Already, I might be dropping another book. Recently, I mentioned lamentably having to drop Liu Cixin’s The Wandering Earth collection because the third story was boring me to tears, and I wasn’t expecting to hit another snag so soon.

Sarah Curtis and Sarah Mitzenberg had been best friends since fifth grade. They had a secret sign language and were totally insufferable. Sarah Hunt was too proud of all the antidepressants she was taking. Sarah Jones picked her nose in public, then examined whatever she’d excavated on her fingertips for a long time. Up close. She has Asperger’s or something like that, it was reported, which made her easier to forgive, but the sight of her, even when not engaged in her oblivious grotesqueries, made Sarah Moss cringe.

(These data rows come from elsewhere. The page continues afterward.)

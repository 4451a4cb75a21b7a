//! Mode specifications driving real gateways over HTTP.

mod common;

use std::time::Duration;

use http::{HeaderValue, StatusCode};
use tokio::io::{AsyncReadExt, AsyncWriteExt};
use tokio::net::TcpStream;
use portico::middleware::{self, Next};
use portico::{CapabilityRegistry, Gateway, Request, Response};

async fn always_ok(_req: Request) -> Response {
    Response::text("backend says hi")
}

#[tokio::test]
async fn authz_rejects_requests_without_the_header() {
    let running = common::spawn(Gateway::default(), common::config().with_mode("authz"), always_ok).await;
    let client = reqwest::Client::new();

    let denied = client.get(running.url("/orders")).send().await.unwrap();
    assert_eq!(denied.status().as_u16(), 401);

    let allowed = client
        .get(running.url("/orders"))
        .header("authorization", "Bearer token")
        .send()
        .await
        .unwrap();
    assert_eq!(allowed.status().as_u16(), 200);
    assert_eq!(allowed.text().await.unwrap(), "backend says hi");

    running.cancel.cancel();
    running.task.await.unwrap().unwrap();
}

#[tokio::test]
async fn empty_mode_serves_the_terminal_handler_alone() {
    let running = common::spawn(Gateway::default(), common::config(), always_ok).await;

    // No authz in the chain: a request without credentials goes straight through.
    let res = reqwest::get(running.url("/anything")).await.unwrap();
    assert_eq!(res.status().as_u16(), 200);
    assert_eq!(res.text().await.unwrap(), "backend says hi");

    running.cancel.cancel();
    running.task.await.unwrap().unwrap();
}

#[tokio::test]
async fn capabilities_run_in_declared_order() {
    // Each layer appends its name on the way in (request header) and on the
    // way out (response header).
    fn layer(name: &'static str) -> impl middleware::Middleware {
        middleware::from_fn(move |mut req: Request, next: Next| async move {
            let seen = req.header("x-path").unwrap_or("").to_owned();
            let value = HeaderValue::from_str(&format!("{seen}{name}>")).unwrap();
            req.headers_mut().insert("x-path", value);

            let mut res = next.run(req).await;
            let seen = res
                .headers()
                .get("x-return")
                .and_then(|v| v.to_str().ok())
                .unwrap_or("")
                .to_owned();
            let value = HeaderValue::from_str(&format!("{seen}<{name}")).unwrap();
            res.headers_mut().insert("x-return", value);
            res
        })
    }

    let registry = CapabilityRegistry::new()
        .on("first", layer("first"))
        .on("second", layer("second"))
        .on("third", layer("third"));
    let terminal = |req: Request| async move { req.header("x-path").unwrap_or("").to_owned() };

    let running = common::spawn(
        Gateway::new(registry),
        common::config().with_mode("second|third|first"),
        terminal,
    )
    .await;

    let res = reqwest::get(running.url("/")).await.unwrap();
    assert_eq!(res.headers()["x-return"], "<first<third<second");
    assert_eq!(res.text().await.unwrap(), "second>third>first>");

    running.cancel.cancel();
    running.task.await.unwrap().unwrap();
}

#[tokio::test]
async fn slow_chain_is_answered_with_gateway_timeout() {
    let slow = |_req: Request| async {
        tokio::time::sleep(Duration::from_secs(5)).await;
        StatusCode::OK
    };
    let config = common::config().with_write_timeout(Duration::from_millis(100));
    let running = common::spawn(Gateway::default(), config, slow).await;

    let res = reqwest::get(running.url("/slow")).await.unwrap();
    assert_eq!(res.status().as_u16(), 504);

    running.cancel.cancel();
    running.task.await.unwrap().unwrap();
}

/// Reads until the end of the response head, or until the peer closes.
async fn read_head(stream: &mut TcpStream) -> String {
    let mut buf = Vec::new();
    let mut chunk = [0u8; 1024];
    loop {
        let n = stream.read(&mut chunk).await.unwrap_or(0);
        if n == 0 {
            break;
        }
        buf.extend_from_slice(&chunk[..n]);
        if buf.windows(4).any(|w| w == b"\r\n\r\n") {
            break;
        }
    }
    String::from_utf8_lossy(&buf).into_owned()
}

#[tokio::test]
async fn stalled_request_body_is_answered_with_request_timeout() {
    let config = common::config().with_read_timeout(Duration::from_millis(100));
    let running = common::spawn(Gateway::default(), config, always_ok).await;

    let mut stream = TcpStream::connect(running.addr).await.unwrap();
    stream
        .write_all(b"POST /upload HTTP/1.1\r\nHost: gateway\r\nContent-Length: 10\r\n\r\nabc")
        .await
        .unwrap();

    let head = tokio::time::timeout(Duration::from_secs(5), read_head(&mut stream))
        .await
        .expect("no answer to a stalled body");
    assert!(head.starts_with("HTTP/1.1 408"), "got {head:?}");

    running.cancel.cancel();
    running.task.await.unwrap().unwrap();
}

#[tokio::test]
async fn stalled_request_head_closes_the_connection() {
    let config = common::config().with_read_timeout(Duration::from_millis(100));
    let running = common::spawn(Gateway::default(), config, always_ok).await;

    let mut stream = TcpStream::connect(running.addr).await.unwrap();
    stream.write_all(b"GET / HTTP/1.1\r\nHost: gat").await.unwrap();

    // The handler never runs: no 200 arrives, and the connection is dropped.
    let head = tokio::time::timeout(Duration::from_secs(5), read_head(&mut stream))
        .await
        .expect("connection left open after the header read timeout");
    assert!(!head.contains(" 200 "), "got {head:?}");

    running.cancel.cancel();
    running.task.await.unwrap().unwrap();
}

Now, this character is a sophomore in high school, and the entire section from which this is taken surely establishes that she is petty and judgmental. Still, I’m a bit taken aback by describing an allegedly-autistic character’s “oblivious grotesqueries”.

I’m not bowing out just yet. This is very early in the book, only the second chapter. But I guess I’m serving public notice here on Last Day by Domenica Ruta.

That said, I did enjoy A Dead Djinn in Cairo by P. Djèlí Clark, which is what I read after dropping the Liu Cixin and starting the Domenica Ruta.